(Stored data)
########

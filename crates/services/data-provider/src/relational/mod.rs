//! Relational backend: delegates every operation to an [`OrmClient`].
//!
//! Each resource must be registered with a [`ResourceSchema`]; its name is the
//! table name and its fields form the search scope and the column allowlist
//! used for projections and writes.

mod client;
mod db;
pub mod translate;

pub use client::{FindManyArgs, OrmClient, SeaOrmClient};
pub use db::Database;

#[cfg(any(test, feature = "test-utils"))]
pub use client::MockOrmClient;

use std::collections::HashMap;
use std::sync::Arc;

use async_trait::async_trait;
use chrono::Utc;
use sea_orm::sea_query::{Condition, Expr};
use sea_orm::DbErr;
use tracing::debug;
use uuid::Uuid;

use common::{AppError, AppResult, DatabaseConfig, OptionExt};
use domain::{
    CreateParams, Criterion, DeleteManyParams, DeleteParams, GetManyParams,
    GetManyReferenceParams, GetOneParams, Identifier, IdsResult, ListResult, Query, RecordResult,
    RecordsResult, ResourceRegistry, ResourceSchema, SearchMode, SearchScope, UpdateManyParams,
    UpdateParams, CREATED_AT_FIELD, ID_FIELD, UPDATED_AT_FIELD,
};

use crate::provider::{operation, DataProvider};
use translate::Assignments;

/// SQL-backed implementation of [`DataProvider`].
pub struct RelationalProvider {
    client: Arc<dyn OrmClient>,
    registry: ResourceRegistry,
    search_mode: SearchMode,
}

impl RelationalProvider {
    pub fn new(client: Arc<dyn OrmClient>, registry: ResourceRegistry) -> Self {
        Self {
            client,
            registry,
            search_mode: SearchMode::default(),
        }
    }

    pub fn with_search_mode(mut self, mode: SearchMode) -> Self {
        self.search_mode = mode;
        self
    }

    /// Connect to the configured database and check it answers
    pub async fn connect(config: &DatabaseConfig, registry: ResourceRegistry) -> AppResult<Self> {
        let database = Database::connect(config)
            .await
            .map_err(|e| AppError::configuration(format!("database connection failed: {}", e)))?;
        database
            .ping()
            .await
            .map_err(|e| AppError::configuration(format!("database unreachable: {}", e)))?;
        Ok(Self::new(
            Arc::new(SeaOrmClient::new(database.get_connection())),
            registry,
        ))
    }

    fn schema(&self, resource: &str) -> AppResult<&ResourceSchema> {
        self.registry
            .get(resource)
            .ok_or_else(|| AppError::UnknownResource(resource.to_string()))
    }

    async fn list(
        &self,
        resource: &str,
        query: &Query,
        reference: Option<(&str, &Identifier)>,
        operation: &str,
    ) -> AppResult<ListResult> {
        let schema = self.schema(resource)?;
        schema.check_query(query, reference.map(|(target, _)| target))?;
        let criterion = Criterion::for_query(
            query,
            SearchScope::Fields(schema.searchable_fields()),
            self.search_mode,
            reference,
        );
        let condition = translate::where_clause(&criterion);
        let page = query.page_request();

        // LIMIT and OFFSET are signed 64-bit on every supported database
        let bound = |n: u64| n.min(i64::MAX as u64);
        let args = FindManyArgs {
            condition: condition.clone(),
            order_by: translate::order_by(query.sort.as_ref()),
            select: schema.projection(),
            skip: Some(bound(page.offset())),
            take: Some(bound(page.limit())),
        };

        // Page and total are independent reads
        let (data, total) = tokio::try_join!(
            self.client.find_many(resource, args),
            self.client.count(resource, condition),
        )
        .map_err(|e| failed(resource, operation, e))?;

        debug!(resource, total, returned = data.len(), "Listed rows");
        Ok(ListResult::new(data, total, page))
    }
}

fn failed(resource: &str, operation: &str, error: DbErr) -> AppError {
    AppError::backend(resource, operation, error)
}

fn stamped(schema: &ResourceSchema, data: &domain::Record, fields: &[&str]) -> Assignments {
    let mut assignments = translate::assignments(&schema.writable(data));
    let now = Utc::now();
    for field in fields {
        assignments.push((field.to_string(), Expr::value(now)));
    }
    assignments
}

#[async_trait]
impl DataProvider for RelationalProvider {
    async fn get_list(&self, resource: &str, query: Query) -> AppResult<ListResult> {
        self.list(resource, &query, None, operation::GET_LIST).await
    }

    async fn get_one(&self, resource: &str, params: GetOneParams) -> AppResult<RecordResult> {
        let schema = self.schema(resource)?;
        let data = self
            .client
            .find_unique(resource, &params.id, &schema.projection())
            .await
            .map_err(|e| failed(resource, operation::GET_ONE, e))?
            .ok_or_not_found(resource, &params.id)?;

        Ok(RecordResult { data })
    }

    async fn get_many(&self, resource: &str, params: GetManyParams) -> AppResult<RecordsResult> {
        let schema = self.schema(resource)?;
        if params.ids.is_empty() {
            return Ok(RecordsResult { data: Vec::new() });
        }

        let args = FindManyArgs::new(
            Condition::all().add(translate::id_in(&params.ids)),
            schema.projection(),
        );
        let rows = self
            .client
            .find_many(resource, args)
            .await
            .map_err(|e| failed(resource, operation::GET_MANY, e))?;

        // Answer in the order the ids were asked for
        let mut by_id: HashMap<Identifier, domain::Record> = rows
            .into_iter()
            .filter_map(|row| Identifier::of(&row).map(|id| (id, row)))
            .collect();
        let data = params
            .ids
            .iter()
            .filter_map(|id| by_id.remove(id))
            .collect();

        Ok(RecordsResult { data })
    }

    async fn get_many_reference(
        &self,
        resource: &str,
        params: GetManyReferenceParams,
    ) -> AppResult<ListResult> {
        self.list(
            resource,
            &params.query,
            Some((&params.target, &params.id)),
            operation::GET_MANY_REFERENCE,
        )
        .await
    }

    async fn create(&self, resource: &str, params: CreateParams) -> AppResult<RecordResult> {
        let schema = self.schema(resource)?;
        let id = Identifier::new(Uuid::new_v4().to_string());

        let mut assignments = stamped(
            schema,
            &params.data,
            &[CREATED_AT_FIELD, UPDATED_AT_FIELD],
        );
        assignments.insert(0, (ID_FIELD.to_string(), Expr::value(id.as_str())));

        let data = self
            .client
            .create(resource, &id, assignments, &schema.projection())
            .await
            .map_err(|e| failed(resource, operation::CREATE, e))?;

        debug!(resource, id = %id, "Inserted row");
        Ok(RecordResult { data })
    }

    async fn update(&self, resource: &str, params: UpdateParams) -> AppResult<RecordResult> {
        let schema = self.schema(resource)?;
        let assignments = stamped(schema, &params.data, &[UPDATED_AT_FIELD]);

        let data = self
            .client
            .update(resource, &params.id, assignments, &schema.projection())
            .await
            .map_err(|e| failed(resource, operation::UPDATE, e))?
            .ok_or_not_found(resource, &params.id)?;

        Ok(RecordResult { data })
    }

    async fn update_many(&self, resource: &str, params: UpdateManyParams) -> AppResult<IdsResult> {
        let schema = self.schema(resource)?;
        let assignments = stamped(schema, &params.data, &[UPDATED_AT_FIELD]);

        let affected = self
            .client
            .update_many(resource, &params.ids, assignments)
            .await
            .map_err(|e| failed(resource, operation::UPDATE_MANY, e))?;

        debug!(resource, requested = params.ids.len(), affected, "Updated rows");
        Ok(IdsResult { data: params.ids })
    }

    async fn delete(&self, resource: &str, params: DeleteParams) -> AppResult<RecordResult> {
        let schema = self.schema(resource)?;
        let data = self
            .client
            .delete(resource, &params.id, &schema.projection())
            .await
            .map_err(|e| failed(resource, operation::DELETE, e))?
            .ok_or_not_found(resource, &params.id)?;

        Ok(RecordResult { data })
    }

    async fn delete_many(&self, resource: &str, params: DeleteManyParams) -> AppResult<IdsResult> {
        self.schema(resource)?;
        let affected = self
            .client
            .delete_many(resource, &params.ids)
            .await
            .map_err(|e| failed(resource, operation::DELETE_MANY, e))?;

        debug!(resource, requested = params.ids.len(), affected, "Deleted rows");
        Ok(IdsResult { data: params.ids })
    }
}

#[cfg(test)]
mod tests {
    use super::*;
    use serde_json::json;

    fn registry() -> ResourceRegistry {
        ResourceRegistry::new().register(ResourceSchema::new("users", ["name", "email"]))
    }

    fn provider(client: MockOrmClient) -> RelationalProvider {
        RelationalProvider::new(Arc::new(client), registry())
    }

    fn row(value: serde_json::Value) -> domain::Record {
        value.as_object().cloned().unwrap()
    }

    #[tokio::test]
    async fn test_unregistered_resource_is_rejected() {
        let provider = provider(MockOrmClient::new());
        let err = provider.get_list("posts", Query::new()).await.unwrap_err();
        assert_eq!(err, AppError::UnknownResource("posts".to_string()));
    }

    #[tokio::test]
    async fn test_get_list_pages_and_counts() {
        let mut client = MockOrmClient::new();
        client
            .expect_find_many()
            .withf(|table, args| {
                table == "users"
                    && args.skip == Some(10)
                    && args.take == Some(10)
                    && args.select == vec!["id", "name", "email", "createdAt", "updatedAt"]
            })
            .times(1)
            .returning(|_, _| Ok(vec![row(json!({ "id": "a", "name": "Ann" }))]));
        client
            .expect_count()
            .times(1)
            .returning(|_, _| Ok(11));

        let result = provider(client)
            .get_list("users", Query::new().paginate(2, 10))
            .await
            .unwrap();

        assert_eq!(result.total, 11);
        assert_eq!(result.total_pages, 2);
        assert_eq!(result.data.len(), 1);
    }

    #[tokio::test]
    async fn test_huge_pages_are_bounded_for_sql() {
        let mut client = MockOrmClient::new();
        client
            .expect_find_many()
            .withf(|_, args| {
                args.skip == Some(i64::MAX as u64) && args.take == Some(i64::MAX as u64)
            })
            .times(1)
            .returning(|_, _| Ok(vec![]));
        client.expect_count().returning(|_, _| Ok(3));

        let result = provider(client)
            .get_list("users", Query::new().paginate(i64::MAX, i64::MAX))
            .await
            .unwrap();
        assert!(result.data.is_empty());
        assert_eq!(result.total, 3);
    }

    #[tokio::test]
    async fn test_unlisted_query_fields_never_reach_the_client() {
        // No expectations: any client call would panic
        let provider = provider(MockOrmClient::new());

        let err = provider
            .get_list("users", Query::new().filter_by("color", "red"))
            .await
            .unwrap_err();
        assert_eq!(err.code(), "VALIDATION_ERROR");

        let err = provider
            .get_list("users", Query::new().sort_by("password", domain::SortOrder::Asc))
            .await
            .unwrap_err();
        assert_eq!(err.code(), "VALIDATION_ERROR");

        let err = provider
            .get_many_reference(
                "users",
                GetManyReferenceParams {
                    target: "teamId".to_string(),
                    id: "1".into(),
                    query: Query::new(),
                },
            )
            .await
            .unwrap_err();
        assert_eq!(err.code(), "VALIDATION_ERROR");
    }

    #[tokio::test]
    async fn test_backend_failure_is_wrapped() {
        let mut client = MockOrmClient::new();
        client
            .expect_find_many()
            .returning(|_, _| Err(DbErr::Custom("connection reset".into())));
        client.expect_count().returning(|_, _| Ok(0));

        let err = provider(client)
            .get_list("users", Query::new())
            .await
            .unwrap_err();

        assert_eq!(err.code(), "BACKEND_OPERATION_FAILED");
        assert!(err.to_string().contains("getList on users failed"));
        assert!(err.to_string().contains("connection reset"));
    }

    #[tokio::test]
    async fn test_create_assigns_uuid_and_timestamps() {
        let mut client = MockOrmClient::new();
        client
            .expect_create()
            .withf(|_, id, data, _| {
                let columns: Vec<&str> = data.iter().map(|(c, _)| c.as_str()).collect();
                Uuid::parse_str(id.as_str()).is_ok()
                    && columns == vec!["id", "name", "createdAt", "updatedAt"]
            })
            .times(1)
            .returning(|_, id, _, _| Ok(row(json!({ "id": id.as_str(), "name": "Ann" }))));

        let result = provider(client)
            .create(
                "users",
                CreateParams {
                    data: row(json!({ "name": "Ann", "id": "forged", "role": "root" })),
                },
            )
            .await
            .unwrap();

        assert_ne!(result.data["id"], json!("forged"));
    }

    #[tokio::test]
    async fn test_missing_rows_are_not_found() {
        let mut client = MockOrmClient::new();
        client.expect_find_unique().returning(|_, _, _| Ok(None));
        client.expect_update().returning(|_, _, _, _| Ok(None));
        client.expect_delete().returning(|_, _, _| Ok(None));
        let provider = provider(client);

        let err = provider
            .get_one("users", GetOneParams { id: "x".into() })
            .await
            .unwrap_err();
        assert!(err.is_not_found());

        let err = provider
            .update(
                "users",
                UpdateParams {
                    id: "x".into(),
                    data: row(json!({ "name": "B" })),
                    previous_data: None,
                },
            )
            .await
            .unwrap_err();
        assert!(err.is_not_found());

        let err = provider
            .delete(
                "users",
                DeleteParams {
                    id: "x".into(),
                    previous_data: None,
                },
            )
            .await
            .unwrap_err();
        assert!(err.is_not_found());
    }

    #[tokio::test]
    async fn test_get_many_keeps_requested_order() {
        let mut client = MockOrmClient::new();
        client.expect_find_many().returning(|_, _| {
            Ok(vec![
                row(json!({ "id": "a", "name": "Ann" })),
                row(json!({ "id": "c", "name": "Cid" })),
            ])
        });

        let result = provider(client)
            .get_many(
                "users",
                GetManyParams {
                    ids: vec!["c".into(), "b".into(), "a".into()],
                },
            )
            .await
            .unwrap();

        let ids: Vec<&serde_json::Value> = result.data.iter().map(|r| &r["id"]).collect();
        assert_eq!(ids, vec![&json!("c"), &json!("a")]);
    }
}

########

§ DESCRIPTION OF THE TASK
Which lines of the records contain "select"? Show each of them.

§ RESPONSE BOX
            select: schema.projection(),
                    && args.select == vec!["id", "name", "email", "createdAt", "updatedAt"]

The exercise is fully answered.